Si tout ceci semble théorique, impossible à mettre en pratique, sans pragmatisme, c'est tout le contraire. Un état palestinien sur la Cisjordanie et Gaza n'est pas viable économiquement, sans au moins un arrangement avec la Jordanie, cela même dans la perspective peu probable où Israël se retirerait de ses frontières d'avant 67.
Si on les laisse amputés de leur vrai territoire, la Jordanie, les palestiniens chercheront leur espace vital ou bien vers la Méditerranée ou bien à travers le Jourdain. Évidemment  ils ne seraient pas de taille avec Israël mais le roi de Jordanie semblera une cible fine pour un état palestinien en déroute.

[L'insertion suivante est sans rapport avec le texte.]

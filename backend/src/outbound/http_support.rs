//! Helpers shared by the reqwest-backed clients.

use reqwest::Url;

const PREVIEW_CHAR_LIMIT: usize = 160;

/// Failure to construct an HTTP client adapter.
#[derive(Debug, thiserror::Error)]
pub enum HttpClientError {
    /// The configured base URL cannot carry a path.
    #[error("endpoint base {0} cannot carry a path")]
    InvalidEndpoint(Url),
    /// reqwest could not build the client.
    #[error("failed to build http client: {0}")]
    Build(#[from] reqwest::Error),
}

/// Collapse whitespace and truncate `body` to a short single-line preview.
pub(crate) fn body_preview(body: &[u8]) -> String {
    let compact = String::from_utf8_lossy(body)
        .split_whitespace()
        .collect::<Vec<_>>()
        .join(" ");
    let preview = compact.chars().take(PREVIEW_CHAR_LIMIT).collect::<String>();
    if compact.chars().count() > PREVIEW_CHAR_LIMIT {
        format!("{preview}...")
    } else {
        preview
    }
}

/// `status 502` or `status 502: <preview>`.
pub(crate) fn status_message(status: u16, body: &[u8]) -> String {
    let preview = body_preview(body);
    if preview.is_empty() {
        format!("status {status}")
    } else {
        format!("status {status}: {preview}")
    }
}

/// Append `segment` to the path of `base`, keeping any existing prefix.
///
/// URLs that cannot carry a path, such as `mailto:`, are rejected.
pub(crate) fn endpoint(base: &Url, segment: &str) -> Result<Url, HttpClientError> {
    let mut url = base.clone();
    url.path_segments_mut()
        .map_err(|()| HttpClientError::InvalidEndpoint(base.clone()))?
        .pop_if_empty()
        .push(segment);
    Ok(url)
}
//! Institution handlers.
//!
//! ```text
//! POST /api/v1/institutions
//! GET  /api/v1/institutions/{institution_id}
//! ```

use actix_web::{HttpResponse, get, post, web};

use crate::domain::InstitutionId;
use crate::domain::ports::{InstitutionPayload, RegisterInstitutionRequest};
use crate::inbound::http::ApiResult;
use crate::inbound::http::actor::AuthenticatedActor;
use crate::inbound::http::state::HttpState;

#[post("/institutions")]
pub async fn register_institution(
    state: web::Data<HttpState>,
    actor: AuthenticatedActor,
    payload: web::Json<RegisterInstitutionRequest>,
) -> ApiResult<HttpResponse> {
    let institution = state
        .institutions
        .register_institution(actor.into_inner(), payload.into_inner())
        .await?;
    Ok(HttpResponse::Created().json(institution))
}

/// Public institution details.
#[get("/institutions/{institution_id}")]
pub async fn get_institution(
    state: web::Data<HttpState>,
    path: web::Path<InstitutionId>,
) -> ApiResult<web::Json<InstitutionPayload>> {
    let institution = state
        .institutions_query
        .get_institution(path.into_inner())
        .await?;
    Ok(web::Json(institution))
}
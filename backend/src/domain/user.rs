//! User account aggregate and roles.

use std::fmt;
use std::str::FromStr;

use chrono::{DateTime, Utc};
use serde::{Deserialize, Serialize};

use super::actor::Actor;
use super::value_objects::{Email, PasswordHash, PersonName, PhoneNumber};
use super::{InstitutionId, UnknownVariant, UserId};

/// Role of an account.
#[derive(Debug, Clone, Copy, PartialEq, Eq, Hash, Serialize, Deserialize)]
#[serde(rename_all = "SCREAMING_SNAKE_CASE")]
pub enum UserRole {
    Guardian,
    Counselor,
    InstitutionAdmin,
    Admin,
}

impl UserRole {
    pub const ALL: [Self; 4] = [
        Self::Guardian,
        Self::Counselor,
        Self::InstitutionAdmin,
        Self::Admin,
    ];

    /// Whether accounts with this role must belong to an institution.
    pub fn requires_institution(self) -> bool {
        matches!(self, Self::Counselor | Self::InstitutionAdmin)
    }

    /// Check that `institution_id` is present exactly when the role needs one.
    pub fn check_affiliation(self, institution_id: Option<InstitutionId>) -> Result<(), UserError> {
        match (self.requires_institution(), institution_id) {
            (true, None) => Err(UserError::InstitutionRequired { role: self }),
            (false, Some(_)) => Err(UserError::InstitutionNotAllowed { role: self }),
            _ => Ok(()),
        }
    }

    pub const fn as_str(self) -> &'static str {
        match self {
            Self::Guardian => "GUARDIAN",
            Self::Counselor => "COUNSELOR",
            Self::InstitutionAdmin => "INSTITUTION_ADMIN",
            Self::Admin => "ADMIN",
        }
    }
}

impl fmt::Display for UserRole {
    fn fmt(&self, f: &mut fmt::Formatter<'_>) -> fmt::Result {
        f.write_str(self.as_str())
    }
}

impl FromStr for UserRole {
    type Err = UnknownVariant;

    fn from_str(s: &str) -> Result<Self, Self::Err> {
        Self::ALL
            .into_iter()
            .find(|role| role.as_str() == s)
            .ok_or_else(|| UnknownVariant(s.to_owned()))
    }
}

/// Role and institution pairing violations.
#[derive(Debug, Clone, PartialEq, Eq, thiserror::Error)]
pub enum UserError {
    #[error("{role} 계정은 소속 기관이 필요합니다")]
    InstitutionRequired { role: UserRole },
    #[error("{role} 계정은 기관에 소속될 수 없습니다")]
    InstitutionNotAllowed { role: UserRole },
}

/// Validated input for [`User::create`].
#[derive(Debug, Clone)]
pub struct NewUser {
    pub email: Email,
    pub name: PersonName,
    pub phone: Option<PhoneNumber>,
    pub role: UserRole,
    pub institution_id: Option<InstitutionId>,
    pub password_hash: PasswordHash,
}

/// Stored shape used to re-hydrate a [`User`].
#[derive(Debug, Clone)]
pub struct UserRecord {
    pub id: UserId,
    pub email: Email,
    pub name: PersonName,
    pub phone: Option<PhoneNumber>,
    pub role: UserRole,
    pub institution_id: Option<InstitutionId>,
    pub password_hash: PasswordHash,
    pub created_at: DateTime<Utc>,
    pub updated_at: DateTime<Utc>,
}

/// Registered account.
///
/// ## Invariants
/// - `institution_id` is present exactly when the role requires one.
#[derive(Debug, Clone)]
pub struct User {
    id: UserId,
    email: Email,
    name: PersonName,
    phone: Option<PhoneNumber>,
    role: UserRole,
    institution_id: Option<InstitutionId>,
    password_hash: PasswordHash,
    created_at: DateTime<Utc>,
    updated_at: DateTime<Utc>,
}

impl User {
    /// Create an account, enforcing the role/institution pairing.
    pub fn create(new: NewUser, now: DateTime<Utc>) -> Result<Self, UserError> {
        new.role.check_affiliation(new.institution_id)?;
        Ok(Self {
            id: UserId::random(),
            email: new.email,
            name: new.name,
            phone: new.phone,
            role: new.role,
            institution_id: new.institution_id,
            password_hash: new.password_hash,
            created_at: now,
            updated_at: now,
        })
    }

    /// Re-hydrate a stored account without validation.
    pub fn restore(record: UserRecord) -> Self {
        Self {
            id: record.id,
            email: record.email,
            name: record.name,
            phone: record.phone,
            role: record.role,
            institution_id: record.institution_id,
            password_hash: record.password_hash,
            created_at: record.created_at,
            updated_at: record.updated_at,
        }
    }

    pub fn id(&self) -> UserId {
        self.id
    }

    pub fn email(&self) -> &Email {
        &self.email
    }

    pub fn name(&self) -> &PersonName {
        &self.name
    }

    pub fn phone(&self) -> Option<&PhoneNumber> {
        self.phone.as_ref()
    }

    pub fn role(&self) -> UserRole {
        self.role
    }

    pub fn institution_id(&self) -> Option<InstitutionId> {
        self.institution_id
    }

    pub fn password_hash(&self) -> &PasswordHash {
        &self.password_hash
    }

    pub fn created_at(&self) -> DateTime<Utc> {
        self.created_at
    }

    pub fn updated_at(&self) -> DateTime<Utc> {
        self.updated_at
    }

    pub fn change_password(&mut self, hash: PasswordHash, now: DateTime<Utc>) {
        self.password_hash = hash;
        self.updated_at = now;
    }

    pub fn update_phone(&mut self, phone: Option<PhoneNumber>, now: DateTime<Utc>) {
        self.phone = phone;
        self.updated_at = now;
    }

    /// Authorization view of this account.
    pub fn actor(&self) -> Actor {
        Actor {
            user_id: self.id,
            role: self.role,
            institution_id: self.institution_id,
        }
    }
}
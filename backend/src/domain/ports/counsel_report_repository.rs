//! Port for counsel report persistence.

use async_trait::async_trait;

use crate::domain::{CounselReport, CounselReportId, CounselRequestId};

use super::define_port_error;

define_port_error! {
    /// Errors raised by counsel report repository adapters.
    pub enum CounselReportRepositoryError {
        /// Repository connection could not be established.
        Connection => "counsel report repository connection failed: {message}",
        /// Query or mutation failed during execution.
        Query => "counsel report repository query failed: {message}",
        /// A report already exists for the counsel request.
        Duplicate => "counsel report already exists: {message}",
    }
}

#[cfg_attr(test, mockall::automock)]
#[async_trait]
pub trait CounselReportRepository: Send + Sync {
    async fn find_by_id(
        &self,
        id: &CounselReportId,
    ) -> Result<Option<CounselReport>, CounselReportRepositoryError>;

    async fn find_by_request(
        &self,
        request_id: &CounselRequestId,
    ) -> Result<Option<CounselReport>, CounselReportRepositoryError>;

    /// Insert a report; at most one report may exist per counsel request.
    async fn create(&self, report: &CounselReport) -> Result<(), CounselReportRepositoryError>;

    async fn update(&self, report: &CounselReport) -> Result<(), CounselReportRepositoryError>;
}
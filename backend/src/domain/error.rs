//! Domain-level error type shared by every use case.
//!
//! The error is transport agnostic. Inbound adapters map it to HTTP
//! responses; see `inbound::http::error`.

use serde::{Deserialize, Serialize};
use serde_json::Value;

use super::TraceId;

/// Stable machine-readable error code describing the failure category.
#[derive(Debug, Clone, Copy, PartialEq, Eq, Hash, Serialize, Deserialize)]
#[non_exhaustive]
#[serde(rename_all = "snake_case")]
pub enum ErrorCode {
    /// The request is malformed or fails validation.
    InvalidRequest,
    /// Authentication failed or is missing.
    Unauthorized,
    /// Authenticated but not permitted to perform this action.
    Forbidden,
    /// The requested resource does not exist.
    NotFound,
    /// The request conflicts with existing state (duplicates, lifecycle).
    Conflict,
    /// A dependency (storage, external service) is temporarily unavailable.
    ServiceUnavailable,
    /// An unexpected error occurred inside the domain.
    InternalError,
}

/// Validation errors emitted by the fallible constructors.
#[derive(Debug, Clone, PartialEq, Eq)]
pub enum ErrorValidationError {
    /// Message was blank once trimmed.
    EmptyMessage,
    /// Trace identifier was blank once trimmed.
    EmptyTraceId,
}

impl std::fmt::Display for ErrorValidationError {
    fn fmt(&self, f: &mut std::fmt::Formatter<'_>) -> std::fmt::Result {
        match self {
            Self::EmptyMessage => write!(f, "error message must not be empty"),
            Self::EmptyTraceId => write!(f, "trace identifier must not be empty"),
        }
    }
}

impl std::error::Error for ErrorValidationError {}

/// Domain error payload.
///
/// ## Invariants
/// - `message` is non-empty once trimmed.
/// - `trace_id`, when present, is non-empty.
///
/// # Examples
/// ```
/// use carebridge::domain::{Error, ErrorCode};
///
/// let err = Error::not_found("review not found");
/// assert_eq!(err.code(), ErrorCode::NotFound);
/// assert_eq!(err.message(), "review not found");
/// ```
#[derive(Debug, Clone, PartialEq, Serialize, Deserialize)]
#[serde(rename_all = "camelCase")]
#[serde(deny_unknown_fields)]
#[serde(try_from = "ErrorDto", into = "ErrorDto")]
pub struct Error {
    code: ErrorCode,
    message: String,
    trace_id: Option<String>,
    details: Option<Value>,
}

impl Error {
    /// Create a new error, panicking if the message is blank.
    ///
    /// Captures the trace identifier in scope, if any.
    ///
    /// # Panics
    /// Panics when `message` is empty after trimming. Use [`Error::try_new`]
    /// for untrusted input.
    pub fn new(code: ErrorCode, message: impl Into<String>) -> Self {
        match Self::try_new(code, message) {
            Ok(value) => value,
            Err(err) => panic!("error messages must satisfy validation: {err}"),
        }
    }

    /// Fallible constructor that validates the message content.
    pub fn try_new(code: ErrorCode, message: impl Into<String>) -> Result<Self, ErrorValidationError> {
        let message = message.into();
        if message.trim().is_empty() {
            return Err(ErrorValidationError::EmptyMessage);
        }
        Ok(Self {
            code,
            message,
            trace_id: TraceId::current().map(|id| id.to_string()),
            details: None,
        })
    }

    /// Stable machine-readable error code.
    pub fn code(&self) -> ErrorCode {
        self.code
    }

    /// Human-readable message.
    pub fn message(&self) -> &str {
        self.message.as_str()
    }

    /// Correlation identifier, if one was in scope or attached.
    pub fn trace_id(&self) -> Option<&str> {
        self.trace_id.as_deref()
    }

    /// Supplementary structured details.
    pub fn details(&self) -> Option<&Value> {
        self.details.as_ref()
    }

    /// Attach structured details to the error.
    ///
    /// # Examples
    /// ```
    /// use carebridge::domain::Error;
    /// use serde_json::json;
    ///
    /// let err = Error::invalid_request("bad rating")
    ///     .with_details(json!({ "field": "rating" }));
    /// assert!(err.details().is_some());
    /// ```
    #[must_use]
    pub fn with_details(mut self, details: Value) -> Self {
        self.details = Some(details);
        self
    }

    /// Attach a trace identifier, panicking if it is blank.
    ///
    /// # Panics
    /// Panics when `trace_id` is empty after trimming.
    #[must_use]
    pub fn with_trace_id(self, trace_id: impl Into<String>) -> Self {
        match self.try_with_trace_id(trace_id) {
            Ok(value) => value,
            Err(err) => panic!("trace identifiers must satisfy validation: {err}"),
        }
    }

    /// Fallible variant of [`Error::with_trace_id`].
    pub fn try_with_trace_id(
        mut self,
        trace_id: impl Into<String>,
    ) -> Result<Self, ErrorValidationError> {
        let trace_id = trace_id.into();
        if trace_id.trim().is_empty() {
            return Err(ErrorValidationError::EmptyTraceId);
        }
        self.trace_id = Some(trace_id);
        Ok(self)
    }

    /// Convenience constructor for [`ErrorCode::InvalidRequest`].
    pub fn invalid_request(message: impl Into<String>) -> Self {
        Self::new(ErrorCode::InvalidRequest, message)
    }

    /// Convenience constructor for [`ErrorCode::Unauthorized`].
    pub fn unauthorized(message: impl Into<String>) -> Self {
        Self::new(ErrorCode::Unauthorized, message)
    }

    /// Convenience constructor for [`ErrorCode::Forbidden`].
    pub fn forbidden(message: impl Into<String>) -> Self {
        Self::new(ErrorCode::Forbidden, message)
    }

    /// Convenience constructor for [`ErrorCode::NotFound`].
    pub fn not_found(message: impl Into<String>) -> Self {
        Self::new(ErrorCode::NotFound, message)
    }

    /// Convenience constructor for [`ErrorCode::Conflict`].
    pub fn conflict(message: impl Into<String>) -> Self {
        Self::new(ErrorCode::Conflict, message)
    }

    /// Convenience constructor for [`ErrorCode::ServiceUnavailable`].
    pub fn service_unavailable(message: impl Into<String>) -> Self {
        Self::new(ErrorCode::ServiceUnavailable, message)
    }

    /// Convenience constructor for [`ErrorCode::InternalError`].
    pub fn internal(message: impl Into<String>) -> Self {
        Self::new(ErrorCode::InternalError, message)
    }
}

impl std::fmt::Display for Error {
    fn fmt(&self, f: &mut std::fmt::Formatter<'_>) -> std::fmt::Result {
        write!(f, "{}", self.message)
    }
}

impl std::error::Error for Error {}

#[derive(Debug, Clone, Serialize, Deserialize)]
#[serde(rename_all = "camelCase")]
struct ErrorDto {
    code: ErrorCode,
    message: String,
    #[serde(skip_serializing_if = "Option::is_none")]
    #[serde(alias = "trace_id")]
    trace_id: Option<String>,
    #[serde(skip_serializing_if = "Option::is_none")]
    details: Option<Value>,
}

impl From<Error> for ErrorDto {
    fn from(value: Error) -> Self {
        Self {
            code: value.code,
            message: value.message,
            trace_id: value.trace_id,
            details: value.details,
        }
    }
}

impl TryFrom<ErrorDto> for Error {
    type Error = ErrorValidationError;

    fn try_from(value: ErrorDto) -> Result<Self, Self::Error> {
        let ErrorDto {
            code,
            message,
            trace_id,
            details,
        } = value;
        let mut error = Self::try_new(code, message)?;
        error.trace_id = None;
        if let Some(id) = trace_id {
            error = error.try_with_trace_id(id)?;
        }
        error.details = details;
        Ok(error)
    }
}

#[cfg(test)]
mod tests;
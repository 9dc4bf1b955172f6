//! In-memory child storage.

use async_trait::async_trait;

use super::{PoisonedStore, Table};
use crate::domain::ports::{ChildRepository, ChildRepositoryError};
use crate::domain::{Child, ChildId, ChildRecord, UserId};

/// [`ChildRepository`] over a [`Table`]. `save` upserts.
#[derive(Debug)]
pub struct MemoryChildRepository {
    table: Table<ChildId, ChildRecord>,
}

impl Default for MemoryChildRepository {
    fn default() -> Self {
        Self {
            table: Table::new("child"),
        }
    }
}

fn record_of(child: &Child) -> ChildRecord {
    ChildRecord {
        id: child.id(),
        name: child.name().clone(),
        birth_date: child.birth_date(),
        gender: child.gender(),
        parentage: child.parentage(),
        created_at: child.created_at(),
        updated_at: child.updated_at(),
    }
}

fn store_error(error: PoisonedStore) -> ChildRepositoryError {
    ChildRepositoryError::query(error.to_string())
}

#[async_trait]
impl ChildRepository for MemoryChildRepository {
    async fn find_by_id(&self, id: &ChildId) -> Result<Option<Child>, ChildRepositoryError> {
        self.table
            .read(|rows| rows.get(id).cloned().map(Child::restore))
            .map_err(store_error)
    }

    async fn list_by_guardian(
        &self,
        guardian_id: &UserId,
    ) -> Result<Vec<Child>, ChildRepositoryError> {
        let mut records = self
            .table
            .read(|rows| {
                rows.values()
                    .filter(|row| row.parentage.guardian_id() == Some(*guardian_id))
                    .cloned()
                    .collect::<Vec<_>>()
            })
            .map_err(store_error)?;
        records.sort_by(|a, b| a.birth_date.cmp(&b.birth_date));
        Ok(records.into_iter().map(Child::restore).collect())
    }

    async fn save(&self, child: &Child) -> Result<(), ChildRepositoryError> {
        let record = record_of(child);
        self.table
            .write(|rows| {
                rows.insert(record.id, record);
            })
            .map_err(store_error)
    }
}

#[cfg(test)]
mod tests {
    use super::*;
    use crate::domain::value_objects::PersonName;
    use crate::domain::{Gender, InstitutionId, NewChild, Parentage};
    use chrono::{FixedOffset, NaiveDate, TimeZone, Utc};
    use rstest::rstest;

    fn child(parentage: Parentage, born: (i32, u32, u32)) -> Child {
        let now = Utc
            .with_ymd_and_hms(2026, 3, 1, 0, 0, 0)
            .single()
            .expect("valid timestamp");
        Child::create(
            NewChild {
                name: PersonName::new("김하늘").expect("valid name"),
                birth_date: NaiveDate::from_ymd_opt(born.0, born.1, born.2).expect("valid date"),
                gender: Gender::Male,
                parentage,
            },
            now,
            FixedOffset::east_opt(9 * 3600).expect("valid offset"),
        )
        .expect("valid child")
    }

    #[rstest]
    #[tokio::test]
    async fn lists_only_guardians_children_oldest_first() {
        let repo = MemoryChildRepository::default();
        let guardian = UserId::random();
        let younger = child(Parentage::Guardian(guardian), (2020, 1, 1));
        let older = child(Parentage::Guardian(guardian), (2015, 6, 1));
        for stored in [
            &younger,
            &older,
            &child(Parentage::Guardian(UserId::random()), (2018, 1, 1)),
            &child(Parentage::Institution(InstitutionId::random()), (2017, 1, 1)),
        ] {
            repo.save(stored).await.expect("save");
        }

        let listed = repo.list_by_guardian(&guardian).await.expect("listing");
        let ids: Vec<_> = listed.iter().map(Child::id).collect();
        assert_eq!(ids, vec![older.id(), younger.id()]);
    }

    #[rstest]
    #[tokio::test]
    async fn save_overwrites_existing_record() {
        let repo = MemoryChildRepository::default();
        let mut stored = child(Parentage::Guardian(UserId::random()), (2019, 1, 1));
        repo.save(&stored).await.expect("insert");
        stored.rename(
            PersonName::new("김바다").expect("valid name"),
            stored.updated_at(),
        );
        repo.save(&stored).await.expect("update");

        let loaded = repo
            .find_by_id(&stored.id())
            .await
            .expect("lookup")
            .expect("present");
        assert_eq!(loaded.name().as_str(), "김바다");
    }
}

C'est la raison pour laquelle, Abdallah, comme son défunt père avant lui, craint les palestiniens malgré ce qu'il dit publiquement. En effet, aucune nation arabe voisine ne veut un état séparé sur la rive occidentale, ni l'Egypte, ni l'Arabie Saoudite, ni la Syrie, ni le Liban. Certains d'entre eux disent qu'ils le veulent mais celui qui acceptera la rhétorique au Moyen Orient appartient au département d'état américain.